I absolutely love Mt. Rushmore lists. They’re fun, easy-to-understand versions of the “Top X” list, but they remove the specific 1st, 2nd, etc. ranking minutiae that can bog things down. It’s just your top four picks, in no specific order. It’s simple, beautiful, and even patriotic. If you want my take on the best four things from any group of things, this is how you get it.
Recently, I was listening to an episode of the Ringer’s “Rewatchables” podcast about “The Natural” and how incredible it is. As part of the conversation, the host named The Natural as part of his Mt. Rushmore of baseball movies. Excited and motivated, I decided to hash out my own Mt. Rushmore of baseball movies.
But First, a confession: Despite being a massive baseball fan and avid movie watcher, there are several well-loved baseball movies that I’ve never seen. And a few of them would certainly be included on someone else’s Mt. Rushmore, but not mine. Perhaps I’ll sit down and watch a few of these some day and rethink my picks, just not today.
These are baseball films I haven’t seen: Pride of the Yankees, Bang the Drum Slowly, The Bingo Long Traveling All-Stars & Motor Kings, Take Me Out to the Ballgame, Damn Yankees, Sugar, Fever Pitch, Fear Strikes Out, Mr. 3000, 61*, Mr. Baseball, Cobb, Summer Catch, and The Phenom.
Additionally, there are many baseball movies that I have seen–with mixed results–that all fall short of my Mt. Rushmore. However, these movies are (mostly) all worth watching, and I’m going to share my thoughts about them in the hope that if you haven’t seen one, you might be inspired to track it down for your own viewing pleasure.
Note: I’m only going to cover fictional movies, but documentaries like Ken Burn’s Baseball, or Fastball / Knuckleball / Curveball are all wonderful and should be watched.
Baseball as Comedy
There are a few movies that frame baseball as a comedy, full of slapstick and spoofs of clichés from the sport. Obviously, the first one that comes to mind is Major League and its sequels (1989, 1994, 1998). Declining in genuine laughs and charm as the series progresses, this three-picture franchise depicts the Cleveland Indians continuously struggling to win. It’s full of solid jokes, classic performances, and more than a few iconic lines that are “just a bit outside” of modern relevance.
As a relic from the politically-incorrect 70’s, The Bad News Bears (1976) offers a dark comedy about an alcoholic played by Walter Matthau who gets stuck managing a terrible baseball team of misfit children. If you enjoy displays of outdated humor, emotional abuse, and I-can’t-believe-this-used-to-be-okay drunk driving a convertible overflowing with kids, this is your jam.

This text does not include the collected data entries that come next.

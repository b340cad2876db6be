//! G.711 Audio Codec Implementation using codec-core
//!
//! This module implements the G.711 codec with both μ-law (PCMU) and A-law (PCMA)
//! variants by leveraging the codec-core library. G.711 is the fundamental codec 
//! for telephony systems worldwide.

use codec_core::codecs::g711::{G711Codec as CodecCoreG711, G711Variant};
use codec_core::types::{AudioCodec as CodecCoreAudioCodec, AudioCodecExt};
use crate::codec::audio::common::{AudioCodec, CodecInfo};
use crate::types::AudioFrame;
use crate::error::{Error, Result};

/// G.711 codec implementation using codec-core
pub struct G711Codec {
    inner: CodecCoreG711,
    variant: G711Variant,
    sample_rate: u32,
    channels: u16,
}

impl G711Codec {
    pub fn new(variant: G711Variant, sample_rate: u32, channels: u16) -> Result<Self> {
        Ok(Self {
            inner: CodecCoreG711::new(variant),
            variant,
            sample_rate,
            channels,
        })
    }
    
    pub fn mu_law(sample_rate: u32, channels: u16) -> Result<Self> {
        Self::new(G711Variant::MuLaw, sample_rate, channels)
    }
    
    pub fn a_law(sample_rate: u32, channels: u16) -> Result<Self> {
        Self::new(G711Variant::ALaw, sample_rate, channels)
    }

    /// Zero-copy encode directly to output buffer
    pub fn encode_to_buffer(&mut self, samples: &[i16], output: &mut [u8]) -> Result<usize> {
        // codec-core's encode_to_buffer returns Result<usize, CodecError>
        self.inner.encode_to_buffer(samples, output)
            .map_err(|e| Error::Codec(crate::error::CodecError::EncodingFailed {
                reason: format!("G.711 {} zero-copy encoding failed: {}", 
                    match self.variant {
                        G711Variant::MuLaw => "μ-law",
                        G711Variant::ALaw => "A-law",
                    }, e)
            }))
    }
    
    /// Zero-copy decode directly to output buffer
    pub fn decode_to_buffer(&mut self, data: &[u8], output: &mut [i16]) -> Result<usize> {
        self.inner.decode_to_buffer(data, output)
            .map_err(|e| Error::Codec(crate::error::CodecError::DecodingFailed {
                reason: format!("G.711 {} zero-copy decoding failed: {}", 
                    match self.variant {
                        G711Variant::MuLaw => "μ-law",
                        G711Variant::ALaw => "A-law",
                    }, e)
            }))
    }
}

impl AudioCodec for G711Codec {
    fn encode(&mut self, audio_frame: &AudioFrame) -> Result<Vec<u8>> {
        self.inner.encode(&audio_frame.samples)
            .map_err(|e| Error::Codec(crate::error::CodecError::EncodingFailed {
                reason: format!("G.711 {} encoding failed: {}", 
                    match self.variant {
                        G711Variant::MuLaw => "μ-law",
                        G711Variant::ALaw => "A-law",
                    }, e)
            }))
    }
    
    fn decode(&mut self, encoded_data: &[u8]) -> Result<AudioFrame> {
        if encoded_data.is_empty() {
            return Err(Error::Codec(crate::error::CodecError::DecodingFailed {
                reason: format!("G.711 {} decoding failed: empty buffer", 
                    match self.variant {
                        G711Variant::MuLaw => "μ-law",
                        G711Variant::ALaw => "A-law",
                    })
            }));
        }
        
        let samples = self.inner.decode(encoded_data)
            .map_err(|e| Error::Codec(crate::error::CodecError::DecodingFailed {
                reason: format!("G.711 {} decoding failed: {}", 
                    match self.variant {
                        G711Variant::MuLaw => "μ-law",
                        G711Variant::ALaw => "A-law",
                    }, e)
            }))?;
        
        Ok(AudioFrame::new(
            samples,
            self.sample_rate,
            self.channels as u8,
            0, // timestamp will be set by caller
        ))
    }
    
    fn get_info(&self) -> CodecInfo {
        CodecInfo {
            name: match self.variant {
                G711Variant::MuLaw => "G.711 μ-law".to_string(),
                G711Variant::ALaw => "G.711 A-law".to_string(),
            },
            sample_rate: self.sample_rate,
            channels: self.channels as u8,
            bitrate: self.sample_rate * 8 * self.channels as u32, // 8 bits per sample
        }
    }
    
    fn reset(&mut self) {
        // G.711 is stateless, but we could reinitialize if needed
        self.inner = CodecCoreG711::new(self.variant);
    }
}

#[cfg(test)]
mod tests {
    use super::*;
    
    #[test]
    fn test_codec_core_g711_compatibility() {
        // Test that codec-core G.711 produces expected output
        let mut codec = G711Codec::mu_law(8000, 1).unwrap();
        
        // Test standard patterns
        let test_patterns = vec![
            vec![0i16; 160],          // Silence
            vec![1000i16; 160],       // Constant tone
            (0..160).map(|i| (i * 100) as i16).collect(), // Linear ramp
        ];
        
        for samples in test_patterns {
            let frame = AudioFrame::new(samples.clone(), 8000, 1, 0);
            let encoded = codec.encode(&frame).unwrap();
            let decoded = codec.decode(&encoded).unwrap();
            
            // Verify round-trip
            assert_eq!(decoded.samples.len(), samples.len());
        }
    }
    
    #[test]
    fn test_g711_features() {
        // Test specific G.711 features
        let mut mu_codec = G711Codec::mu_law(8000, 1).unwrap();
        let mut a_codec = G711Codec::a_law(8000, 1).unwrap();
        
        // Test maximum values
        let max_samples = vec![i16::MAX; 160];
        let frame = AudioFrame::new(max_samples, 8000, 1, 0);
        
        // Both codecs should handle max values without panic
        let mu_encoded = mu_codec.encode(&frame).unwrap();
        let a_encoded = a_codec.encode(&frame).unwrap();
        
        assert_eq!(mu_encoded.len(), 160);
        assert_eq!(a_encoded.len(), 160);
        
        // Test minimum values
        let min_samples = vec![i16::MIN; 160];
        let frame = AudioFrame::new(min_samples, 8000, 1, 0);
        
        let mu_encoded = mu_codec.encode(&frame).unwrap();
        let a_encoded = a_codec.encode(&frame).unwrap();
        
        assert_eq!(mu_encoded.len(), 160);
        assert_eq!(a_encoded.len(), 160);
    }
    
    #[test]
    fn test_error_context() {
        let mut codec = G711Codec::mu_law(8000, 1).unwrap();
        
        // Test that errors contain proper context
        let result = codec.decode(&[]);
        assert!(result.is_err());
        let err_msg = result.unwrap_err().to_string();
        assert!(err_msg.contains("G.711"));
        assert!(err_msg.contains("μ-law"));
    }
    
    #[test]
    fn test_zero_copy_methods() {
        let mut codec = G711Codec::mu_law(8000, 1).unwrap();
        
        let samples = vec![1000i16; 160];
        let mut encoded = vec![0u8; 160];
        
        // Test zero-copy encode
        let encoded_len = codec.encode_to_buffer(&samples, &mut encoded).unwrap();
        assert_eq!(encoded_len, 160);
        
        // Test zero-copy decode
        let mut decoded = vec![0i16; 160];
        let decoded_len = codec.decode_to_buffer(&encoded, &mut decoded).unwrap();
        assert_eq!(decoded_len, 160);
    }
    
    #[test]
    fn test_codec_info() {
        let mu_codec = G711Codec::mu_law(8000, 1).unwrap();
        let info = mu_codec.get_info();
        assert_eq!(info.name, "G.711 μ-law");
        assert_eq!(info.sample_rate, 8000);
        assert_eq!(info.channels, 1);
        assert_eq!(info.bitrate, 64000); // 8000 * 8 * 1
        
        let a_codec = G711Codec::a_law(16000, 2).unwrap();
        let info = a_codec.get_info();
        assert_eq!(info.name, "G.711 A-law");
        assert_eq!(info.sample_rate, 16000);
        assert_eq!(info.channels, 2);
        assert_eq!(info.bitrate, 256000); // 16000 * 8 * 2
    }
}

Haled as a semi-sequel to Dazed and Confused, Everybody Wants Some!! (2016) follows a collection of college baseball players as they navigate practice, games, and parties. It’s a fun movie but minimizes actual baseball in favor of the team hijinks and sexual misadventures, so set your expectations accordingly.
Baseball as Entertainment
The ‘90s spawned a trio of kid-themed baseball movies that I remember fondly. Rookie of the Year (1993) follows a teen boy whose broken arm heals too tight (not a thing) granting him the ability to throw a high-end fastball and join an MLB team overnight. It’s ludicrous, but fun to watch as he gets into and out of trouble in the majors as a result.
Injecting a heavy dose of faith in to baseball, Angels in the Outfield (1994) tells a story of literal angels helping the Los Angeles Angels (or whatever they’re called) make extraordinary plays in the outfield. I remember it being fun, but now that I’m thinking about it, what even is this movie? Remember the arm/wings flapping thing everyone did in the stands? There’s no chance this even gets made today.
Lastly, Little Big League (1994) shows us what would happen if the owner of the Minnesota Twins died and left full control of the team to his mega-fan grandson. Somehow knowing the team better than any of his adult counterparts, this (annoying at times) kid manages the ballclub for the rest of the season, using a few unconventional methods to inspire a push toward the playoffs. If that sounds like it’s in your strike zone, take a swing.
Baseball as Inspiration
Baseball loves an inspirational story, carried by a central protagonist contending with a series of obstacles on their path toward self-discovery. First up, Disney’s The Rookie (2002) starring Dennis Quaid as a school teacher following a life-long dream to pitch in the majors.
Not dissimilar from another of Disney’s older-guy-can-still-do-sports genre, Invincible, this movie has all the trappings you’d expect–including a freeze-frame ending with text telling us about the real life it’s based upon.
Depicting the integration of Jackie Robinson into the MLB, 42 (2013) has more to say than its compact title would suggest. While overt in its simplistic presentation of the racial politics of its time, the movie benefits from a wonderful performance by Chadwick Boseman and several defining moments from Robinson’s iconic career.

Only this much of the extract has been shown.